# What this task involves:
Across the listing, how many lines contain "AtomicBool"? The reply is the number alone.

# Dataset content:

--

//! Cooperative cancellation for extraction and conversion.

use std::sync::{
    atomic::{AtomicBool, Ordering},
    Arc,
};

/// A cloneable flag checked between table reads.
///
/// Cancellation is coarse: work on a single table always runs to completion.
#[derive(Clone, Debug, Default)]
pub struct CancellationToken {
    cancelled: Arc<AtomicBool>,
}

/// Returned when work observed a cancelled token.
#[derive(Clone, Copy, Debug, PartialEq, Eq, thiserror::Error)]
#[error("operation was cancelled")]
pub struct Cancelled;

impl CancellationToken {
    pub fn new() -> Self {
        Self::default()
    }

    pub fn cancel(&self) {
        self.cancelled.store(true, Ordering::Relaxed);
    }

    pub fn is_cancelled(&self) -> bool {
        self.cancelled.load(Ordering::Relaxed)
    }

    /// Returns `Err` once [`cancel`](Self::cancel) has been called on any clone.
    pub fn check(&self) -> Result<(), Cancelled> {
        if self.is_cancelled() {
            Err(Cancelled)
        } else {
            Ok(())
        }
    }
}

#[cfg(test)]
mod tests {
    use super::*;

    #[test]
    fn clones_share_state() {
        let token = CancellationToken::new();
        let other = token.clone();
        assert!(token.check().is_ok());
        other.cancel();
        assert_eq!(token.check(), Err(Cancelled));
    }
}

--

# Solution for this exercise:
2